Assigned task - Would it be possible to reproduce every entry exactly, please?

Exercise input -
● ● ●
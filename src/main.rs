use std::path::PathBuf;

use anyhow::{Context, Result, bail};
use clap::{Parser, Subcommand};
use serde_json::json;
use sprite_list_maker::config::{ExportConfig, GridConfig};
use sprite_list_maker::session::SpriteSession;
use sprite_list_maker::{DecodePolicy, GridLayout, Resample};
use tracing::{Level, warn};
use tracing_subscriber::FmtSubscriber;

/// Sprite list maker:
/// - picks images in the order given
/// - lays them out over a fixed number of rows
/// - writes the sheet as a PNG
#[derive(Parser, Debug)]
#[command(name = "spritelist")]
#[command(version, about = "🧩 Arrange images into a sprite sheet and export it as PNG")]
#[command(long_about = "Arrange images into a grid sprite sheet and export it as PNG.
Images fill rows left-to-right, top-to-bottom; each one is stretched to a square cell.
Row count and cell size accept any text: values that are not positive integers fall back to 1 row / 256px.")]
struct Cli {
    /// Enable verbose logging
    #[arg(short, long, global = true)]
    verbose: bool,

    #[command(subcommand)]
    command: Commands,
}

#[derive(Subcommand, Debug)]
enum Commands {
    /// Composite images into a sheet and write it as PNG
    Export {
        /// Source images, in placement order
        #[arg(required = true)]
        images: Vec<PathBuf>,

        /// Number of rows
        #[arg(short, long, default_value = "1")]
        rows: String,

        /// Edge length of each square cell in pixels
        #[arg(short = 's', long, default_value = "256")]
        cell_size: String,

        /// Directory for the generated file name (default: your pictures directory)
        #[arg(short = 'd', long)]
        out_dir: Option<PathBuf>,

        /// Exact output file, overrides --out-dir and the generated name
        #[arg(short, long)]
        output: Option<PathBuf>,

        /// Leave unreadable images as empty cells instead of failing
        #[arg(long)]
        skip_unreadable: bool,

        /// Resampling filter for stretching images into cells
        #[arg(short, long, value_enum, default_value_t = Resample::Lanczos3)]
        filter: Resample,
    },

    /// Print the grid geometry for a number of images without reading any
    Layout {
        /// Number of images
        count: u32,

        /// Number of rows
        #[arg(short, long, default_value = "1")]
        rows: String,

        /// Edge length of each square cell in pixels
        #[arg(short = 's', long, default_value = "256")]
        cell_size: String,

        /// Print JSON instead of text
        #[arg(long)]
        json: bool,
    },
}

fn main() -> Result<()> {
    let cli = Cli::parse();

    // Setup logging
    let log_level = if cli.verbose {
        Level::DEBUG
    } else {
        Level::INFO
    };

    let subscriber = FmtSubscriber::builder()
        .with_max_level(log_level)
        .with_writer(std::io::stderr)
        .finish();

    tracing::subscriber::set_global_default(subscriber).context("failed to install logger")?;

    match cli.command {
        Commands::Export {
            images,
            rows,
            cell_size,
            out_dir,
            output,
            skip_unreadable,
            filter,
        } => {
            let export = ExportConfig {
                output_dir: out_dir,
                output_file: output,
            };
            let policy = if skip_unreadable {
                DecodePolicy::Skip
            } else {
                DecodePolicy::Abort
            };
            run_export(images, &rows, &cell_size, export, policy, filter)
        }

        Commands::Layout {
            count,
            rows,
            cell_size,
            json,
        } => run_layout(count, GridConfig::from_text(&rows, &cell_size), json),
    }
}

fn run_export(
    images: Vec<PathBuf>,
    rows: &str,
    cell_size: &str,
    export: ExportConfig,
    policy: DecodePolicy,
    filter: Resample,
) -> Result<()> {
    let mut session = SpriteSession::builder()
        .export(export)
        .policy(policy)
        .resample(filter)
        .build();

    // Controls first, so importing triggers the only preview pass.
    session.enter_rows(rows)?;
    session.enter_cell_size(cell_size)?;
    session
        .add_images(images)
        .context("failed to composite sprite sheet")?;

    for skipped in session.skipped() {
        warn!("Left cell {} empty: {}", skipped.index, skipped.error);
    }

    match session.try_export().context("failed to export sprite sheet")? {
        Some(path) => {
            println!("{}", path.display());
            Ok(())
        }
        None => bail!("no images to export"),
    }
}

fn run_layout(count: u32, config: GridConfig, as_json: bool) -> Result<()> {
    let Some(layout) = GridLayout::new(count, config.row_count, config.cell_size) else {
        if as_json {
            println!("{}", json!({ "images": 0, "sheet": null }));
        } else {
            println!("No images: nothing to lay out");
        }
        return Ok(());
    };
    let canvas = layout
        .canvas_size()
        .with_context(|| format!("{}x{} cells of {}px overflow the canvas size", layout.cols, layout.rows, layout.cell_side))?;

    if as_json {
        let cells: Vec<_> = layout
            .cells()
            .map(|c| json!({ "index": c.index, "col": c.col, "row": c.row, "x": c.x, "y": c.y }))
            .collect();
        let report = json!({
            "images": layout.image_count,
            "rows": layout.rows,
            "columns": layout.cols,
            "cell_size": layout.cell_side,
            "width": canvas.w,
            "height": canvas.h,
            "empty_cells": layout.empty_cells(),
            "cells": cells,
        });
        println!("{}", serde_json::to_string_pretty(&report)?);
        return Ok(());
    }

    println!(
        "{} images → {} rows × {} columns of {}px = {}x{} ({} empty cells)",
        layout.image_count,
        layout.rows,
        layout.cols,
        layout.cell_side,
        canvas.w,
        canvas.h,
        layout.empty_cells()
    );
    for cell in layout.cells() {
        println!("  #{:<4} col {:<3} row {:<3} at ({}, {})", cell.index, cell.col, cell.row, cell.x, cell.y);
    }
    Ok(())
}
● ● ●
Result below -
filename src/main.rs
use std::path::PathBuf;

use anyhow::{Context, Result, bail};
use clap::{Parser, Subcommand};
use serde_json::json;
use sprite_list_maker::config::{ExportConfig, GridConfig};
use sprite_list_maker::session::SpriteSession;
use sprite_list_maker::{DecodePolicy, GridLayout, Resample};
use tracing::{Level, warn};
use tracing_subscriber::FmtSubscriber;

/// Sprite list maker:
/// - picks images in the order given
/// - lays them out over a fixed number of rows
/// - writes the sheet as a PNG
#[derive(Parser, Debug)]
#[command(name = "spritelist")]
#[command(version, about = "🧩 Arrange images into a sprite sheet and export it as PNG")]
#[command(long_about = "Arrange images into a grid sprite sheet and export it as PNG.
Images fill rows left-to-right, top-to-bottom; each one is stretched to a square cell.
Row count and cell size accept any text: values that are not positive integers fall back to 1 row / 256px.")]
struct Cli {
    /// Enable verbose logging
    #[arg(short, long, global = true)]
    verbose: bool,

    #[command(subcommand)]
    command: Commands,
}

#[derive(Subcommand, Debug)]
enum Commands {
    /// Composite images into a sheet and write it as PNG
    Export {
        /// Source images, in placement order
        #[arg(required = true)]
        images: Vec<PathBuf>,

        /// Number of rows
        #[arg(short, long, default_value = "1")]
        rows: String,

        /// Edge length of each square cell in pixels
        #[arg(short = 's', long, default_value = "256")]
        cell_size: String,

        /// Directory for the generated file name (default: your pictures directory)
        #[arg(short = 'd', long)]
        out_dir: Option<PathBuf>,

        /// Exact output file, overrides --out-dir and the generated name
        #[arg(short, long)]
        output: Option<PathBuf>,

        /// Leave unreadable images as empty cells instead of failing
        #[arg(long)]
        skip_unreadable: bool,

        /// Resampling filter for stretching images into cells
        #[arg(short, long, value_enum, default_value_t = Resample::Lanczos3)]
        filter: Resample,
    },

    /// Print the grid geometry for a number of images without reading any
    Layout {
        /// Number of images
        count: u32,

        /// Number of rows
        #[arg(short, long, default_value = "1")]
        rows: String,

        /// Edge length of each square cell in pixels
        #[arg(short = 's', long, default_value = "256")]
        cell_size: String,

        /// Print JSON instead of text
        #[arg(long)]
        json: bool,
    },
}

fn main() -> Result<()> {
    let cli = Cli::parse();

    // Setup logging
    let log_level = if cli.verbose {
        Level::DEBUG
    } else {
        Level::INFO
    };

    let subscriber = FmtSubscriber::builder()
        .with_max_level(log_level)
        .with_writer(std::io::stderr)
        .finish();

    tracing::subscriber::set_global_default(subscriber).context("failed to install logger")?;

    match cli.command {
        Commands::Export {
            images,
            rows,
            cell_size,
            out_dir,
            output,
            skip_unreadable,
            filter,
        } => {
            let export = ExportConfig {
                output_dir: out_dir,
                output_file: output,
            };
            let policy = if skip_unreadable {
                DecodePolicy::Skip
            } else {
                DecodePolicy::Abort
            };
            run_export(images, &rows, &cell_size, export, policy, filter)
        }

        Commands::Layout {
            count,
            rows,
            cell_size,
            json,
        } => run_layout(count, GridConfig::from_text(&rows, &cell_size), json),
    }
}

fn run_export(
    images: Vec<PathBuf>,
    rows: &str,
    cell_size: &str,
    export: ExportConfig,
    policy: DecodePolicy,
    filter: Resample,
) -> Result<()> {
    let mut session = SpriteSession::builder()
        .export(export)
        .policy(policy)
        .resample(filter)
        .build();

    // Controls first, so importing triggers the only preview pass.
    session.enter_rows(rows)?;
    session.enter_cell_size(cell_size)?;
    session
        .add_images(images)
        .context("failed to composite sprite sheet")?;

    for skipped in session.skipped() {
        warn!("Left cell {} empty: {}", skipped.index, skipped.error);
    }

    match session.try_export().context("failed to export sprite sheet")? {
        Some(path) => {
            println!("{}", path.display());
            Ok(())
        }
        None => bail!("no images to export"),
    }
}

fn run_layout(count: u32, config: GridConfig, as_json: bool) -> Result<()> {
    let Some(layout) = GridLayout::new(count, config.row_count, config.cell_size) else {
        if as_json {
            println!("{}", json!({ "images": 0, "sheet": null }));
        } else {
            println!("No images: nothing to lay out");
        }
        return Ok(());
    };
    let canvas = layout
        .canvas_size()
        .with_context(|| format!("{}x{} cells of {}px overflow the canvas size", layout.cols, layout.rows, layout.cell_side))?;

    if as_json {
        let cells: Vec<_> = layout
            .cells()
            .map(|c| json!({ "index": c.index, "col": c.col, "row": c.row, "x": c.x, "y": c.y }))
            .collect();
        let report = json!({
            "images": layout.image_count,
            "rows": layout.rows,
            "columns": layout.cols,
            "cell_size": layout.cell_side,
            "width": canvas.w,
            "height": canvas.h,
            "empty_cells": layout.empty_cells(),
            "cells": cells,
        });
        println!("{}", serde_json::to_string_pretty(&report)?);
        return Ok(());
    }

    println!(
        "{} images → {} rows × {} columns of {}px = {}x{} ({} empty cells)",
        layout.image_count,
        layout.rows,
        layout.cols,
        layout.cell_side,
        canvas.w,
        canvas.h,
        layout.empty_cells()
    );
    for cell in layout.cells() {
        println!("  #{:<4} col {:<3} row {:<3} at ({}, {})", cell.index, cell.col, cell.row, cell.x, cell.y);
    }
    Ok(())
}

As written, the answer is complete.